Only a few binaries have been observed in globular star clusters because they are difficult to detect. Binaries may also be hard to detect because they are less numerous in globular star clusters than they are in our own galactic neighborhood. However, if even a small number of binaries exist in globular clusters they can, theoretically, drastically influence the motions of the other stars.
The next step in pinning down the nova's location requires further detailed analysis of the FOC data to identify which (if any) of the candidates is really the old nova. Because images were obtained in two different colors, astronomers will be able to search the dense star field for an object with unusual colors in comparison with its hundreds of neighbors. Such a peculiarity is one signature of many old novae. Although two of the five stellar candidates do seem to have slightly peculiar colors, the oddity is not extreme. Whether this fact alone represents another discovery, for example, that old novae in globular clusters are different from the ordinary kind outside of clusters, remains to be determined.
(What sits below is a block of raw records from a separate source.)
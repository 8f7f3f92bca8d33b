//! Unit tests for the keyboard decoder.
//!
//! Each test decodes into a fresh queue and compares the drained codes.

use super::escape::{self, Quadrant, Segment, VirtualKey};
use super::layout::{KeySlot, KeyValue, Language, LayoutEntry, LockFlags, SystemKey};
use super::{decode, DecoderState, Emulation, Modifiers, TerminalMode, Tvi950, Vt100};
use crate::error::Error;
use crate::queue::EventQueue;

type Queue = EventQueue<u16, 32>;

const LCTRL: u8 = 0x01;
const LSHIFT: u8 = 0x02;
const LALT: u8 = 0x04;
const LGUI: u8 = 0x08;
const RCTRL: u8 = 0x10;
const RSHIFT: u8 = 0x20;
const RGUI: u8 = 0x80;

fn drain(queue: &mut Queue) -> Vec<u8> {
    core::iter::from_fn(|| queue.pop()).map(|code| code as u8).collect()
}

fn vt100() -> DecoderState {
    DecoderState {
        terminal: TerminalMode::Vt100,
        ..DecoderState::default()
    }
}

fn press(state: &mut DecoderState, keycode: u8, modifier: u8) -> Vec<u8> {
    let mut queue = Queue::new();
    decode(state, &mut queue, keycode, modifier).unwrap();
    drain(&mut queue)
}

// ═══════════════════════════════════════════════════════════════════════════
// Modifier Folding
// ═══════════════════════════════════════════════════════════════════════════

#[test]
fn right_hand_modifiers_fold_onto_left() {
    let mods = Modifiers::from_report(RCTRL | RSHIFT);
    assert!(mods.ctrl());
    assert!(mods.shift());
    assert!(!mods.alt());
    assert_eq!(mods.bits(), LCTRL | LSHIFT);
    assert_eq!(mods.quadrant(), Quadrant::CtrlShift);
}

#[test]
fn quadrant_index_is_two_ctrl_plus_shift() {
    assert_eq!(Quadrant::new(false, false).index(), 0);
    assert_eq!(Quadrant::new(false, true).index(), 1);
    assert_eq!(Quadrant::new(true, false).index(), 2);
    assert_eq!(Quadrant::new(true, true).index(), 3);
}

// ═══════════════════════════════════════════════════════════════════════════
// Layout Table
// ═══════════════════════════════════════════════════════════════════════════

#[test]
fn keycode_above_127_is_rejected() {
    assert_eq!(KeySlot::try_from(0x80), Err(Error::KeycodeOutOfRange(0x80)));
    assert!(KeySlot::try_from(0x7F).is_ok());

    let mut state = DecoderState::default();
    let mut queue = Queue::new();
    assert_eq!(
        decode(&mut state, &mut queue, 0xE0, 0),
        Err(Error::KeycodeOutOfRange(0xE0))
    );
    assert!(queue.is_empty());
}

#[test]
fn slots_past_the_table_are_unmapped() {
    for language in [Language::English, Language::French] {
        for code in 0x65..0x80u8 {
            let slot = KeySlot::try_from(code).unwrap();
            assert!(language.entry(slot).is_unmapped(), "{language:?} {code:#x}");
        }
    }
}

#[test]
fn letters_respond_to_caps_and_ctrl() {
    let entry = Language::English.entry(KeySlot::try_from(0x04).unwrap());
    assert!(entry.flags.contains(LockFlags::CAPS));
    assert!(entry.flags.contains(LockFlags::CTRL));
    assert_eq!(entry.base, KeyValue::Char(b'a'));
    assert_eq!(entry.shifted, KeyValue::Char(b'A'));
}

#[test]
fn lock_keys_are_system_values() {
    let caps = Language::English.entry(KeySlot::CAPS_LOCK);
    assert_eq!(caps.base, KeyValue::System(SystemKey::CapsLock));
    let num = Language::French.entry(KeySlot::NUM_LOCK);
    assert_eq!(num.base, KeyValue::System(SystemKey::NumLock));
}

#[test]
fn zero_column_is_no_output() {
    assert_eq!(KeyValue::char(0), KeyValue::None);
    assert_eq!(LayoutEntry::UNMAPPED.base, KeyValue::None);
}

// ═══════════════════════════════════════════════════════════════════════════
// Plain, Shift and Lock Selection
// ═══════════════════════════════════════════════════════════════════════════

#[test]
fn letter_plain_shift_ctrl() {
    let mut state = DecoderState::default();
    assert_eq!(press(&mut state, 0x04, 0), b"a");
    assert_eq!(press(&mut state, 0x04, LSHIFT), b"A");
    assert_eq!(press(&mut state, 0x04, RSHIFT), b"A");
    assert_eq!(press(&mut state, 0x04, LCTRL), [0x01]);
    assert_eq!(press(&mut state, 0x1D, RCTRL), [0x1A]);
}

#[test]
fn capslock_selects_shifted_and_shift_inverts_it() {
    let mut state = DecoderState {
        capslock: true,
        ..DecoderState::default()
    };
    assert_eq!(press(&mut state, 0x04, 0), b"A");
    assert_eq!(press(&mut state, 0x04, LSHIFT), b"a");
}

#[test]
fn capslock_shifts_digits_too() {
    let mut state = DecoderState {
        capslock: true,
        ..DecoderState::default()
    };
    assert_eq!(press(&mut state, 0x1E, 0), b"!");
    assert_eq!(press(&mut state, 0x1E, LSHIFT), b"1");
    assert_eq!(press(&mut state, 0x38, 0), b"?");
}

#[test]
fn numlock_uppercases_letters() {
    let mut state = DecoderState {
        numlock: true,
        ..DecoderState::default()
    };
    assert_eq!(press(&mut state, 0x04, 0), b"A");
    assert_eq!(press(&mut state, 0x04, LSHIFT), b"a");
    assert_eq!(press(&mut state, 0x1F, 0), b"@");
}

#[test]
fn both_latches_still_select_shifted() {
    let mut state = DecoderState {
        capslock: true,
        numlock: true,
        ..DecoderState::default()
    };
    assert_eq!(press(&mut state, 0x04, 0), b"A");
    assert_eq!(press(&mut state, 0x04, RSHIFT), b"a");
}

#[test]
fn keypad_sends_digits_until_navigation_latch_is_set() {
    let mut state = vt100();
    assert_eq!(press(&mut state, 0x60, 0), b"8");

    state.numlock = true;
    assert_eq!(press(&mut state, 0x60, 0), b"\x1b[A");
    assert_eq!(press(&mut state, 0x5F, 0), b"\x1b[H");
    // Shift inverts the latch.
    assert_eq!(press(&mut state, 0x60, LSHIFT), b"8");
}

#[test]
fn unmapped_keys_produce_nothing_under_any_modifier() {
    let mut state = DecoderState::default();
    for code in 0x00..=0x03 {
        for modifier in [0, LSHIFT, LCTRL, LALT, LCTRL | LSHIFT, 0xFF] {
            assert!(press(&mut state, code, modifier).is_empty());
        }
    }
}

#[test]
fn system_keys_produce_nothing() {
    let mut state = DecoderState::default();
    assert!(press(&mut state, 0x39, 0).is_empty());
    assert!(press(&mut state, 0x46, LSHIFT).is_empty());
    assert!(press(&mut state, 0x53, LCTRL).is_empty());
}

// ═══════════════════════════════════════════════════════════════════════════
// Ctrl and Alt
// ═══════════════════════════════════════════════════════════════════════════

#[test]
fn ctrl_on_digit_sends_nothing() {
    let mut state = DecoderState::default();
    assert!(press(&mut state, 0x1F, LCTRL).is_empty());
}

#[test]
fn ctrl_on_virtual_key_uses_ctrl_quadrant() {
    let mut state = vt100();
    assert_eq!(press(&mut state, 0x52, LCTRL), b"\x1b[1;5A");
    assert_eq!(press(&mut state, 0x52, LCTRL | LSHIFT), b"\x1b[1;6A");
}

#[test]
fn alt_sends_control_code_only_for_keys_with_alternate_value() {
    let mut state = DecoderState {
        language: Language::French,
        ..DecoderState::default()
    };
    // FR '"' has an alternate ('#'): '"' & 0x1F.
    assert_eq!(press(&mut state, 0x20, LALT), [b'"' & 0x1F]);
    // FR '&' has none.
    assert!(press(&mut state, 0x1E, LALT).is_empty());
}

#[test]
fn alt_on_letters_reuses_control_derivation() {
    let mut state = DecoderState::default();
    assert_eq!(press(&mut state, 0x04, LALT), [0x01]);
}

#[test]
fn ctrl_wins_over_alt() {
    let mut state = DecoderState::default();
    assert_eq!(press(&mut state, 0x06, LCTRL | LALT), [0x03]);
}

// ═══════════════════════════════════════════════════════════════════════════
// VT100 Escape Table
// ═══════════════════════════════════════════════════════════════════════════

#[test]
fn vt100_arrow_up_quadrants() {
    let mut state = vt100();
    assert_eq!(press(&mut state, 0x52, 0), [0x1B, b'[', b'A']);
    assert_eq!(press(&mut state, 0x52, LSHIFT), b"\x1b[1;2A");
}

#[test]
fn vt100_enter_is_newline_everywhere() {
    let mut state = vt100();
    for modifier in [0, LSHIFT, LCTRL, LCTRL | LSHIFT] {
        assert_eq!(press(&mut state, 0x28, modifier), b"\n");
        assert_eq!(press(&mut state, 0x58, modifier), b"\n");
    }
}

#[test]
fn vt100_function_keys() {
    let mut state = vt100();
    assert_eq!(press(&mut state, 0x3A, 0), b"\x1bOP");
    assert_eq!(press(&mut state, 0x3D, LSHIFT), b"\x1b[1;2S");
    assert_eq!(press(&mut state, 0x3E, 0), b"\x1b[15~");
    assert_eq!(press(&mut state, 0x44, LCTRL), b"\x1b[23;5~");
    assert_eq!(press(&mut state, 0x45, LCTRL | LSHIFT), b"\x1b[24;6~");
}

#[test]
fn vt100_editing_keys() {
    let mut state = vt100();
    assert_eq!(press(&mut state, 0x49, LSHIFT), b"\x1b[2;2~");
    assert_eq!(press(&mut state, 0x4C, LCTRL), b"\x1b[3;5~");
    assert_eq!(press(&mut state, 0x4D, LSHIFT), b"\x1b[1;2F");
    assert_eq!(press(&mut state, 0x4B, 0), b"\x1b[5~");
    assert!(press(&mut state, 0x4E, LCTRL | LSHIFT).is_empty());
    assert!(press(&mut state, 0x4A, LCTRL).is_empty());
    assert_eq!(press(&mut state, 0x48, 0), [0x1A]);
}

#[test]
fn vt100_has_no_terminal_hotkeys() {
    let mut state = vt100();
    // Meta+F5 is not intercepted: it decodes as a plain F5.
    assert_eq!(press(&mut state, 0x3E, LGUI), b"\x1b[15~");
    assert_eq!(state.terminal, TerminalMode::Vt100);
}

// ═══════════════════════════════════════════════════════════════════════════
// TVI950 Escape Table
// ═══════════════════════════════════════════════════════════════════════════

#[test]
fn tvi950_is_default_terminal() {
    assert_eq!(DecoderState::default().terminal, TerminalMode::Tvi950);
}

#[test]
fn tvi950_cursor_keys_are_control_codes() {
    let mut state = DecoderState::default();
    assert_eq!(press(&mut state, 0x28, 0), [0x0D]);
    assert_eq!(press(&mut state, 0x52, 0), [0x0B]);
    assert_eq!(press(&mut state, 0x51, LSHIFT), [0x16]);
    assert_eq!(press(&mut state, 0x4F, LCTRL), [0x0C]);
    assert_eq!(press(&mut state, 0x50, LCTRL | LSHIFT), [0x08]);
}

#[test]
fn tvi950_function_keys_send_soh_code_cr() {
    let mut state = DecoderState::default();
    assert_eq!(press(&mut state, 0x3A, 0), [0x01, b'@', b'\r']);
    assert_eq!(press(&mut state, 0x3A, LSHIFT), [0x01, b'\\', b'\r']);
    assert_eq!(press(&mut state, 0x44, 0), [0x01, b'J', b'\r']);
    assert_eq!(press(&mut state, 0x44, LSHIFT), [0x01, b'j', b'\r']);
    assert!(press(&mut state, 0x3B, LCTRL).is_empty());
    assert!(press(&mut state, 0x45, 0).is_empty());
}

#[test]
fn tvi950_editing_block_is_silent() {
    let mut state = DecoderState::default();
    for code in 0x48..=0x4E {
        assert!(press(&mut state, code, 0).is_empty(), "{code:#x}");
    }
}

#[test]
fn control_segment_masks_to_low_five_bits() {
    let bytes: Vec<u8> = Segment::Control(b'M').bytes().collect();
    assert_eq!(bytes, [0x0D]);
    let bytes: Vec<u8> = Segment::Bytes(b"@\r").bytes().collect();
    assert_eq!(bytes, b"@\r");
}

#[test]
fn lookup_picks_row_and_quadrant() {
    let expand = |seq: &[Segment]| -> Vec<u8> { seq.iter().flat_map(|s| s.bytes()).collect() };

    let f1 = escape::lookup(Tvi950.table(), VirtualKey::F1, Quadrant::Plain);
    assert_eq!(expand(f1), [0x01, b'@', b'\r']);
    let f5 = escape::lookup(Vt100.table(), VirtualKey::F5, Quadrant::CtrlShift);
    assert_eq!(expand(f5), b"\x1b[15;6~");
    assert!(escape::lookup(Vt100.table(), VirtualKey::Home, Quadrant::Ctrl).is_empty());
}

// ═══════════════════════════════════════════════════════════════════════════
// Hot-keys
// ═══════════════════════════════════════════════════════════════════════════

#[test]
fn meta_f2_switches_to_french() {
    let mut state = DecoderState::default();
    assert_eq!(press(&mut state, 0x04, 0), b"a");

    assert!(press(&mut state, 0x3B, LGUI).is_empty());
    assert_eq!(state.language, Language::French);
    assert_eq!(press(&mut state, 0x04, 0), b"q");

    // Either GUI key works.
    assert!(press(&mut state, 0x3A, RGUI).is_empty());
    assert_eq!(state.language, Language::English);
}

#[test]
fn meta_f12_toggles_debug() {
    let mut state = DecoderState::default();
    press(&mut state, 0x45, LGUI);
    assert!(state.debug);
    press(&mut state, 0x45, LGUI);
    assert!(!state.debug);
}

#[test]
fn tvi950_meta_f6_switches_to_vt100_and_back_is_not_possible() {
    let mut state = DecoderState::default();
    assert!(press(&mut state, 0x3F, LGUI).is_empty());
    assert_eq!(state.terminal, TerminalMode::Vt100);
    assert_eq!(press(&mut state, 0x52, 0), b"\x1b[A");

    press(&mut state, 0x3E, LGUI);
    assert_eq!(state.terminal, TerminalMode::Vt100);
}

#[test]
fn tvi950_meta_f5_keeps_tvi950() {
    let mut state = DecoderState::default();
    assert!(press(&mut state, 0x3E, LGUI).is_empty());
    assert_eq!(state.terminal, TerminalMode::Tvi950);
}

#[test]
fn meta_on_other_keys_decodes_normally() {
    let mut state = DecoderState::default();
    assert_eq!(press(&mut state, 0x04, LGUI), b"a");
}

// ═══════════════════════════════════════════════════════════════════════════
// Queue Overflow
// ═══════════════════════════════════════════════════════════════════════════

#[test]
fn full_queue_drops_silently() {
    let mut state = vt100();
    let mut queue: EventQueue<u16, 4> = EventQueue::new();
    // 7-byte sequence into a 4-slot queue.
    decode(&mut state, &mut queue, 0x45, LCTRL | LSHIFT).unwrap();
    assert!(queue.is_full());
    assert_eq!(queue.dropped(), 3);
    let kept: Vec<u16> = core::iter::from_fn(|| queue.pop()).collect();
    assert_eq!(kept, [0x1B, u16::from(b'['), u16::from(b'2'), u16::from(b'4')]);
}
A further step in this stellar detective hunt requires obtaining the spectra of the stars, to look for the typical spectral signature characteristic of novae. This is a task that would be terribly difficult from the ground, due to the crowding of nearby, unrelated stars, but should be possible with the HST Faint Object Spectrograph. The FOS team plans to perform these observations within the next several months to try and finally uncover this most peculiar star system.